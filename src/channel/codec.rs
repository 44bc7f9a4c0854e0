//! Engine.IO v4 / Socket.IO v5 text framing
//!
//! Each WebSocket text frame is one engine packet: a single type digit
//! followed by its payload. Engine `message` packets carry a socket packet:
//! `<type>[<namespace>,][<ack id>][<json>]`.

use crate::error::ChannelError;
use serde::{Deserialize, Serialize};
use serde_json::Value;

/// Engine.IO protocol revision spoken on the wire
pub const ENGINE_PROTOCOL: u8 = 4;
pub const ROOT_NAMESPACE: &str = "/";

/// Handshake payload of an engine `open` packet
#[derive(Debug, Clone, PartialEq, Serialize, Deserialize)]
#[serde(rename_all = "camelCase")]
pub struct OpenHandshake {
    pub sid: String,
    #[serde(default)]
    pub upgrades: Vec<String>,
    /// Milliseconds between server pings
    pub ping_interval: u64,
    /// Milliseconds to wait for a ping before considering the link dead
    pub ping_timeout: u64,
    #[serde(default)]
    pub max_payload: Option<u64>,
}

#[derive(Debug, Clone, PartialEq)]
pub enum EnginePacket {
    Open(OpenHandshake),
    Close,
    Ping(String),
    Pong(String),
    Message(String),
    Upgrade,
    Noop,
}

#[derive(Debug, Clone, PartialEq)]
pub enum SocketPacket {
    Connect {
        namespace: String,
        data: Option<Value>,
    },
    Disconnect {
        namespace: String,
    },
    Event {
        namespace: String,
        ack: Option<u64>,
        name: String,
        args: Vec<Value>,
    },
    Ack {
        namespace: String,
        ack: u64,
        args: Vec<Value>,
    },
    ConnectError {
        namespace: String,
        data: Option<Value>,
    },
}

impl SocketPacket {
    /// Event on the root namespace without acknowledgement
    pub fn event(name: &str, payload: Value) -> Self {
        SocketPacket::Event {
            namespace: ROOT_NAMESPACE.to_string(),
            ack: None,
            name: name.to_string(),
            args: vec![payload],
        }
    }

    pub fn connect_root() -> Self {
        SocketPacket::Connect {
            namespace: ROOT_NAMESPACE.to_string(),
            data: None,
        }
    }
}

fn codec_error(details: impl Into<String>) -> ChannelError {
    ChannelError::Codec {
        details: details.into(),
    }
}

pub fn decode_engine(frame: &str) -> Result<EnginePacket, ChannelError> {
    let mut chars = frame.chars();
    let kind = chars.next().ok_or_else(|| codec_error("empty frame"))?;
    let payload = chars.as_str();

    match kind {
        '0' => serde_json::from_str(payload)
            .map(EnginePacket::Open)
            .map_err(|e| codec_error(format!("bad open handshake: {}", e))),
        '1' => Ok(EnginePacket::Close),
        '2' => Ok(EnginePacket::Ping(payload.to_string())),
        '3' => Ok(EnginePacket::Pong(payload.to_string())),
        '4' => Ok(EnginePacket::Message(payload.to_string())),
        '5' => Ok(EnginePacket::Upgrade),
        '6' => Ok(EnginePacket::Noop),
        other => Err(codec_error(format!("unknown engine packet type '{}'", other))),
    }
}

pub fn encode_engine(packet: &EnginePacket) -> String {
    match packet {
        EnginePacket::Open(handshake) => {
            // A struct of strings and integers always serializes
            format!("0{}", serde_json::to_string(handshake).unwrap_or_default())
        }
        EnginePacket::Close => "1".to_string(),
        EnginePacket::Ping(data) => format!("2{}", data),
        EnginePacket::Pong(data) => format!("3{}", data),
        EnginePacket::Message(data) => format!("4{}", data),
        EnginePacket::Upgrade => "5".to_string(),
        EnginePacket::Noop => "6".to_string(),
    }
}

pub fn decode_socket(payload: &str) -> Result<SocketPacket, ChannelError> {
    let mut chars = payload.chars();
    let kind = chars.next().ok_or_else(|| codec_error("empty socket packet"))?;
    let rest = chars.as_str();

    if matches!(kind, '5' | '6') {
        return Err(codec_error("binary packets are not supported"));
    }

    let (namespace, rest) = if rest.starts_with('/') {
        match rest.find(',') {
            Some(comma) => (&rest[..comma], &rest[comma + 1..]),
            None => (rest, ""),
        }
    } else {
        (ROOT_NAMESPACE, rest)
    };
    let namespace = namespace.to_string();

    let digits = rest
        .find(|c: char| !c.is_ascii_digit())
        .unwrap_or(rest.len());
    let ack = if digits > 0 {
        Some(
            rest[..digits]
                .parse::<u64>()
                .map_err(|e| codec_error(format!("bad ack id: {}", e)))?,
        )
    } else {
        None
    };
    let rest = &rest[digits..];

    let data: Option<Value> = if rest.trim().is_empty() {
        None
    } else {
        Some(
            serde_json::from_str(rest)
                .map_err(|e| codec_error(format!("bad packet data: {}", e)))?,
        )
    };

    match kind {
        '0' => Ok(SocketPacket::Connect { namespace, data }),
        '1' => Ok(SocketPacket::Disconnect { namespace }),
        '2' => {
            let mut args = match data {
                Some(Value::Array(args)) => args,
                _ => return Err(codec_error("event data is not an array")),
            };
            if args.is_empty() {
                return Err(codec_error("event without a name"));
            }
            let name = match args.remove(0) {
                Value::String(name) => name,
                _ => return Err(codec_error("event name is not a string")),
            };
            Ok(SocketPacket::Event {
                namespace,
                ack,
                name,
                args,
            })
        }
        '3' => {
            let ack = ack.ok_or_else(|| codec_error("ack without id"))?;
            let args = match data {
                Some(Value::Array(args)) => args,
                _ => return Err(codec_error("ack data is not an array")),
            };
            Ok(SocketPacket::Ack {
                namespace,
                ack,
                args,
            })
        }
        '4' => Ok(SocketPacket::ConnectError { namespace, data }),
        other => Err(codec_error(format!("unknown socket packet type '{}'", other))),
    }
}

pub fn encode_socket(packet: &SocketPacket) -> String {
    fn prefix(kind: char, namespace: &str) -> String {
        if namespace == ROOT_NAMESPACE {
            kind.to_string()
        } else {
            format!("{}{},", kind, namespace)
        }
    }

    match packet {
        SocketPacket::Connect { namespace, data } => {
            let mut out = prefix('0', namespace);
            if let Some(data) = data {
                out.push_str(&data.to_string());
            }
            out
        }
        SocketPacket::Disconnect { namespace } => prefix('1', namespace),
        SocketPacket::Event {
            namespace,
            ack,
            name,
            args,
        } => {
            let mut out = prefix('2', namespace);
            if let Some(ack) = ack {
                out.push_str(&ack.to_string());
            }
            let mut items = Vec::with_capacity(args.len() + 1);
            items.push(Value::String(name.clone()));
            items.extend(args.iter().cloned());
            out.push_str(&Value::Array(items).to_string());
            out
        }
        SocketPacket::Ack {
            namespace,
            ack,
            args,
        } => {
            let mut out = prefix('3', namespace);
            out.push_str(&ack.to_string());
            out.push_str(&Value::Array(args.clone()).to_string());
            out
        }
        SocketPacket::ConnectError { namespace, data } => {
            let mut out = prefix('4', namespace);
            if let Some(data) = data {
                out.push_str(&data.to_string());
            }
            out
        }
    }
}

/// A socket packet wrapped in an engine `message` frame
pub fn encode_message(packet: &SocketPacket) -> String {
    encode_engine(&EnginePacket::Message(encode_socket(packet)))
}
# # # # # # #
Write the entries out again in full, exactly as they appear above.

** TASK ANSWER **
filename src/channel/codec.rs
repository 44bc7f9a4c0854e0
//! Engine.IO v4 / Socket.IO v5 text framing
//!
//! Each WebSocket text frame is one engine packet: a single type digit
//! followed by its payload. Engine `message` packets carry a socket packet:
//! `<type>[<namespace>,][<ack id>][<json>]`.

use crate::error::ChannelError;
use serde::{Deserialize, Serialize};
use serde_json::Value;

/// Engine.IO protocol revision spoken on the wire
pub const ENGINE_PROTOCOL: u8 = 4;
pub const ROOT_NAMESPACE: &str = "/";

/// Handshake payload of an engine `open` packet
#[derive(Debug, Clone, PartialEq, Serialize, Deserialize)]
#[serde(rename_all = "camelCase")]
pub struct OpenHandshake {
    pub sid: String,
    #[serde(default)]
    pub upgrades: Vec<String>,
    /// Milliseconds between server pings
    pub ping_interval: u64,
    /// Milliseconds to wait for a ping before considering the link dead
    pub ping_timeout: u64,
    #[serde(default)]
    pub max_payload: Option<u64>,
}

#[derive(Debug, Clone, PartialEq)]
pub enum EnginePacket {
    Open(OpenHandshake),
    Close,
    Ping(String),
    Pong(String),
    Message(String),
    Upgrade,
    Noop,
}

#[derive(Debug, Clone, PartialEq)]
pub enum SocketPacket {
    Connect {
        namespace: String,
        data: Option<Value>,
    },
    Disconnect {
        namespace: String,
    },
    Event {
        namespace: String,
        ack: Option<u64>,
        name: String,
        args: Vec<Value>,
    },
    Ack {
        namespace: String,
        ack: u64,
        args: Vec<Value>,
    },
    ConnectError {
        namespace: String,
        data: Option<Value>,
    },
}

impl SocketPacket {
    /// Event on the root namespace without acknowledgement
    pub fn event(name: &str, payload: Value) -> Self {
        SocketPacket::Event {
            namespace: ROOT_NAMESPACE.to_string(),
            ack: None,
            name: name.to_string(),
            args: vec![payload],
        }
    }

    pub fn connect_root() -> Self {
        SocketPacket::Connect {
            namespace: ROOT_NAMESPACE.to_string(),
            data: None,
        }
    }
}

fn codec_error(details: impl Into<String>) -> ChannelError {
    ChannelError::Codec {
        details: details.into(),
    }
}

pub fn decode_engine(frame: &str) -> Result<EnginePacket, ChannelError> {
    let mut chars = frame.chars();
    let kind = chars.next().ok_or_else(|| codec_error("empty frame"))?;
    let payload = chars.as_str();

    match kind {
        '0' => serde_json::from_str(payload)
            .map(EnginePacket::Open)
            .map_err(|e| codec_error(format!("bad open handshake: {}", e))),
        '1' => Ok(EnginePacket::Close),
        '2' => Ok(EnginePacket::Ping(payload.to_string())),
        '3' => Ok(EnginePacket::Pong(payload.to_string())),
        '4' => Ok(EnginePacket::Message(payload.to_string())),
        '5' => Ok(EnginePacket::Upgrade),
        '6' => Ok(EnginePacket::Noop),
        other => Err(codec_error(format!("unknown engine packet type '{}'", other))),
    }
}

pub fn encode_engine(packet: &EnginePacket) -> String {
    match packet {
        EnginePacket::Open(handshake) => {
            // A struct of strings and integers always serializes
            format!("0{}", serde_json::to_string(handshake).unwrap_or_default())
        }
        EnginePacket::Close => "1".to_string(),
        EnginePacket::Ping(data) => format!("2{}", data),
        EnginePacket::Pong(data) => format!("3{}", data),
        EnginePacket::Message(data) => format!("4{}", data),
        EnginePacket::Upgrade => "5".to_string(),
        EnginePacket::Noop => "6".to_string(),
    }
}

pub fn decode_socket(payload: &str) -> Result<SocketPacket, ChannelError> {
    let mut chars = payload.chars();
    let kind = chars.next().ok_or_else(|| codec_error("empty socket packet"))?;
    let rest = chars.as_str();

    if matches!(kind, '5' | '6') {
        return Err(codec_error("binary packets are not supported"));
    }

    let (namespace, rest) = if rest.starts_with('/') {
        match rest.find(',') {
            Some(comma) => (&rest[..comma], &rest[comma + 1..]),
            None => (rest, ""),
        }
    } else {
        (ROOT_NAMESPACE, rest)
    };
    let namespace = namespace.to_string();

    let digits = rest
        .find(|c: char| !c.is_ascii_digit())
        .unwrap_or(rest.len());
    let ack = if digits > 0 {
        Some(
            rest[..digits]
                .parse::<u64>()
                .map_err(|e| codec_error(format!("bad ack id: {}", e)))?,
        )
    } else {
        None
    };
    let rest = &rest[digits..];

    let data: Option<Value> = if rest.trim().is_empty() {
        None
    } else {
        Some(
            serde_json::from_str(rest)
                .map_err(|e| codec_error(format!("bad packet data: {}", e)))?,
        )
    };

    match kind {
        '0' => Ok(SocketPacket::Connect { namespace, data }),
        '1' => Ok(SocketPacket::Disconnect { namespace }),
        '2' => {
            let mut args = match data {
                Some(Value::Array(args)) => args,
                _ => return Err(codec_error("event data is not an array")),
            };
            if args.is_empty() {
                return Err(codec_error("event without a name"));
            }
            let name = match args.remove(0) {
                Value::String(name) => name,
                _ => return Err(codec_error("event name is not a string")),
            };
            Ok(SocketPacket::Event {
                namespace,
                ack,
                name,
                args,
            })
        }
        '3' => {
            let ack = ack.ok_or_else(|| codec_error("ack without id"))?;
            let args = match data {
                Some(Value::Array(args)) => args,
                _ => return Err(codec_error("ack data is not an array")),
            };
            Ok(SocketPacket::Ack {
                namespace,
                ack,
                args,
            })
        }
        '4' => Ok(SocketPacket::ConnectError { namespace, data }),
        other => Err(codec_error(format!("unknown socket packet type '{}'", other))),
    }
}

pub fn encode_socket(packet: &SocketPacket) -> String {
    fn prefix(kind: char, namespace: &str) -> String {
        if namespace == ROOT_NAMESPACE {
            kind.to_string()
        } else {
            format!("{}{},", kind, namespace)
        }
    }

    match packet {
        SocketPacket::Connect { namespace, data } => {
            let mut out = prefix('0', namespace);
            if let Some(data) = data {
                out.push_str(&data.to_string());
            }
            out
        }
        SocketPacket::Disconnect { namespace } => prefix('1', namespace),
        SocketPacket::Event {
            namespace,
            ack,
            name,
            args,
        } => {
            let mut out = prefix('2', namespace);
            if let Some(ack) = ack {
                out.push_str(&ack.to_string());
            }
            let mut items = Vec::with_capacity(args.len() + 1);
            items.push(Value::String(name.clone()));
            items.extend(args.iter().cloned());
            out.push_str(&Value::Array(items).to_string());
            out
        }
        SocketPacket::Ack {
            namespace,
            ack,
            args,
        } => {
            let mut out = prefix('3', namespace);
            out.push_str(&ack.to_string());
            out.push_str(&Value::Array(args.clone()).to_string());
            out
        }
        SocketPacket::ConnectError { namespace, data } => {
            let mut out = prefix('4', namespace);
            if let Some(data) = data {
                out.push_str(&data.to_string());
            }
            out
        }
    }
}

/// A socket packet wrapped in an engine `message` frame
pub fn encode_message(packet: &SocketPacket) -> String {
    encode_engine(&EnginePacket::Message(encode_socket(packet)))
}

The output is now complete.